Growing tension over possible sixth nuclear facility

Finland must decide whether it should build a sixth nuclear reactor and establish a new state energy company to build essential new power capacity, concludes a report from the Energy Markets Commission (EMC), appointed by the government to assess its energy strategy. A new energy company would ensure greater emphasis on new investments in wind, hydro and biofuel energy, says EMC's Matti Purasjoki. The report is likely to prove controversial, with the country's Green Party already threatening to boycott political alliances with mainstream parties that support nuclear.
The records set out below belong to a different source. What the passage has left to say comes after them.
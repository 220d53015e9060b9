//! Typed request structs for the SendGrid v3 `mail/send` schema.
//!
//! Recipients, substitutions, and named content parts live in the shapes
//! the v3 endpoint expects. Every message carries exactly one
//! [`Personalization`], created up front; all to/cc/bcc entries and
//! substitution variables land on it.

use std::collections::BTreeMap;

use serde::Serialize;

use outbox_mail::Address;

use crate::message::SubstitutionValue;

/// An address entry on the wire: bare email plus optional display name.
#[derive(Debug, Clone, PartialEq, Eq, Serialize)]
pub struct Recipient {
    pub email: String,
    #[serde(skip_serializing_if = "Option::is_none")]
    pub name: Option<String>,
}

impl From<Address> for Recipient {
    fn from(addr: Address) -> Self {
        Self {
            email: addr.email,
            name: addr.name,
        }
    }
}

impl From<&Recipient> for Address {
    fn from(recipient: &Recipient) -> Self {
        Self {
            email: recipient.email.clone(),
            name: recipient.name.clone(),
        }
    }
}

/// A named content part (`text/plain`, `text/html`).
#[derive(Debug, Clone, PartialEq, Eq, Serialize)]
pub struct Content {
    #[serde(rename = "type")]
    pub content_type: String,
    pub value: String,
}

/// An attachment record.
///
/// `content` carries base64-encoded bytes. Entries created from a bare
/// file reference leave it empty and set only `filename`; the reference is
/// resolved downstream, never read here.
#[derive(Debug, Clone, Default, PartialEq, Eq, Serialize)]
pub struct Attachment {
    #[serde(skip_serializing_if = "String::is_empty")]
    pub content: String,
    pub filename: String,
    #[serde(rename = "type", skip_serializing_if = "Option::is_none")]
    pub content_type: Option<String>,
    #[serde(skip_serializing_if = "Option::is_none")]
    pub disposition: Option<String>,
    #[serde(skip_serializing_if = "Option::is_none")]
    pub content_id: Option<String>,
}

/// The shared recipient group.
#[derive(Debug, Clone, Default, PartialEq, Eq, Serialize)]
pub struct Personalization {
    #[serde(skip_serializing_if = "Vec::is_empty")]
    pub to: Vec<Recipient>,
    #[serde(skip_serializing_if = "Vec::is_empty")]
    pub cc: Vec<Recipient>,
    #[serde(skip_serializing_if = "Vec::is_empty")]
    pub bcc: Vec<Recipient>,
    #[serde(skip_serializing_if = "BTreeMap::is_empty")]
    pub substitutions: BTreeMap<String, SubstitutionValue>,
}

/// Request body for the v3 `mail/send` endpoint.
#[derive(Debug, Clone, PartialEq, Eq, Serialize)]
pub struct Mail {
    /// Always exactly one entry; see [`Mail::personalization`].
    pub personalizations: Vec<Personalization>,
    #[serde(skip_serializing_if = "Option::is_none")]
    pub from: Option<Recipient>,
    #[serde(skip_serializing_if = "Option::is_none")]
    pub reply_to: Option<Recipient>,
    #[serde(skip_serializing_if = "Option::is_none")]
    pub subject: Option<String>,
    #[serde(skip_serializing_if = "Vec::is_empty")]
    pub content: Vec<Content>,
    #[serde(skip_serializing_if = "Vec::is_empty")]
    pub attachments: Vec<Attachment>,
    #[serde(skip_serializing_if = "Vec::is_empty")]
    pub categories: Vec<String>,
    #[serde(skip_serializing_if = "Option::is_none")]
    pub template_id: Option<String>,
}

impl Mail {
    /// Create an empty payload with its single recipient group in place.
    pub fn new() -> Self {
        Self {
            personalizations: vec![Personalization::default()],
            from: None,
            reply_to: None,
            subject: None,
            content: Vec::new(),
            attachments: Vec::new(),
            categories: Vec::new(),
            template_id: None,
        }
    }

    /// The shared recipient group.
    pub fn personalization(&self) -> &Personalization {
        &self.personalizations[0]
    }

    pub(crate) fn personalization_mut(&mut self) -> &mut Personalization {
        &mut self.personalizations[0]
    }

    /// Append a category unless an identical one is already present.
    pub fn add_category(&mut self, category: String) {
        if !self.categories.contains(&category) {
            self.categories.push(category);
        }
    }

    /// Set the template id and attach substitutions to the recipient group.
    pub fn apply_template(
        &mut self,
        template_id: String,
        substitutions: impl IntoIterator<Item = (String, SubstitutionValue)>,
    ) {
        self.personalization_mut().substitutions.extend(substitutions);
        self.template_id = Some(template_id);
    }
}

impl Default for Mail {
    fn default() -> Self {
        Self::new()
    }
}
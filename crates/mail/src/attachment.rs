use std::fmt;

/// A raw-content attachment.
///
/// Carries the bytes themselves; transports encode them however their wire
/// format requires. For inline use (an image referenced from an HTML body)
/// set a content id with [`Attachment::with_content_id`].
#[derive(Clone, PartialEq, Eq)]
pub struct Attachment {
    /// Filename shown to the recipient.
    pub filename: String,

    /// The attachment bytes.
    pub content: Vec<u8>,

    /// Optional MIME type (e.g. `application/pdf`).
    pub content_type: Option<String>,

    /// Optional content id for inline references.
    pub content_id: Option<String>,
}

impl Attachment {
    /// Create an attachment from a filename and its content bytes.
    pub fn new(filename: impl Into<String>, content: impl Into<Vec<u8>>) -> Self {
        Self {
            filename: filename.into(),
            content: content.into(),
            content_type: None,
            content_id: None,
        }
    }

    /// Set the MIME type.
    #[must_use]
    pub fn with_content_type(mut self, content_type: impl Into<String>) -> Self {
        self.content_type = Some(content_type.into());
        self
    }

    /// Set the content id used to reference this attachment inline.
    #[must_use]
    pub fn with_content_id(mut self, content_id: impl Into<String>) -> Self {
        self.content_id = Some(content_id.into());
        self
    }
}

impl fmt::Debug for Attachment {
    fn fmt(&self, f: &mut fmt::Formatter<'_>) -> fmt::Result {
        f.debug_struct("Attachment")
            .field("filename", &self.filename)
            .field("content", &format_args!("{} bytes", self.content.len()))
            .field("content_type", &self.content_type)
            .field("content_id", &self.content_id)
            .finish()
    }
}

#[cfg(test)]
mod tests {
    use super::*;

    #[test]
    fn new_sets_filename_and_bytes() {
        let att = Attachment::new("report.pdf", b"%PDF".to_vec());
        assert_eq!(att.filename, "report.pdf");
        assert_eq!(att.content, b"%PDF");
        assert!(att.content_type.is_none());
        assert!(att.content_id.is_none());
    }

    #[test]
    fn builder_sets_metadata() {
        let att = Attachment::new("logo.png", vec![1, 2, 3])
            .with_content_type("image/png")
            .with_content_id("logo");
        assert_eq!(att.content_type.as_deref(), Some("image/png"));
        assert_eq!(att.content_id.as_deref(), Some("logo"));
    }

    #[test]
    fn debug_shows_length_not_bytes() {
        let att = Attachment::new("blob.bin", vec![0u8; 42]);
        let debug = format!("{att:?}");
        assert!(debug.contains("42 bytes"));
        assert!(!debug.contains("[0"));
    }
}
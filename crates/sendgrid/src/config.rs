use std::collections::HashMap;

use serde::{Deserialize, Serialize};

use crate::message::ApiVersion;

/// Configuration for the SendGrid transport.
#[derive(Clone, Serialize, Deserialize)]
pub struct SendGridConfig {
    /// SendGrid API key, sent as the bearer token on every request.
    pub api_key: String,

    /// Base URL for the SendGrid API. Override this for testing against a
    /// mock server.
    #[serde(default = "default_api_base_url")]
    pub api_base_url: String,

    /// Which request schema messages composed by the transport target.
    #[serde(default)]
    pub api_version: ApiVersion,

    /// Extra headers sent with every request.
    #[serde(default)]
    pub headers: HashMap<String, String>,
}

fn default_api_base_url() -> String {
    "https://api.sendgrid.com".to_owned()
}

impl std::fmt::Debug for SendGridConfig {
    fn fmt(&self, f: &mut std::fmt::Formatter<'_>) -> std::fmt::Result {
        f.debug_struct("SendGridConfig")
            .field("api_key", &"[REDACTED]")
            .field("api_base_url", &self.api_base_url)
            .field("api_version", &self.api_version)
            .field("headers", &self.headers)
            .finish()
    }
}

impl SendGridConfig {
    /// Create a new configuration with the given API key.
    ///
    /// Uses the production API base URL and the v3 schema.
    pub fn new(api_key: impl Into<String>) -> Self {
        Self {
            api_key: api_key.into(),
            api_base_url: default_api_base_url(),
            api_version: ApiVersion::default(),
            headers: HashMap::new(),
        }
    }

    /// Override the API base URL (useful for testing).
    #[must_use]
    pub fn with_api_base_url(mut self, url: impl Into<String>) -> Self {
        self.api_base_url = url.into();
        self
    }

    /// Select the request schema for composed messages.
    #[must_use]
    pub fn with_api_version(mut self, version: ApiVersion) -> Self {
        self.api_version = version;
        self
    }

    /// Add a header to send with every request.
    #[must_use]
    pub fn with_header(mut self, name: impl Into<String>, value: impl Into<String>) -> Self {
        self.headers.insert(name.into(), value.into());
        self
    }
}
There is a "growing elite in Finland" pushing for a sixth nuclear facility "decorated with wind and promises of more investments in bioenergy," says the Green Party's Tarja Cronberg. "What is clear is that there will be no real advances in the use of wind power or bioenergy in Finland if a sixth reactor becomes a reality." Political groups such as the National Coalition Party (NCP) argue that a sixth reactor offers the best energy alternative to reduce carbon emissions; though investment in renewables is desirable. "In the end, we will have to choose between fossil fuels and nuclear power," says the NCP's Jyrki Katainen. "A significant increase in imported power could be an alternative, but renewable energy on its own does not provide the solution we need. The sixth nuclear reactor is the best energy option Finland has." The government agrees most with EMC's recommendations for renewables, says industry minister Mauri Pekkarinen. The government hopes to have concrete proposals, including improved state incentives for wind projects, in place next year, ahead of the spring national election.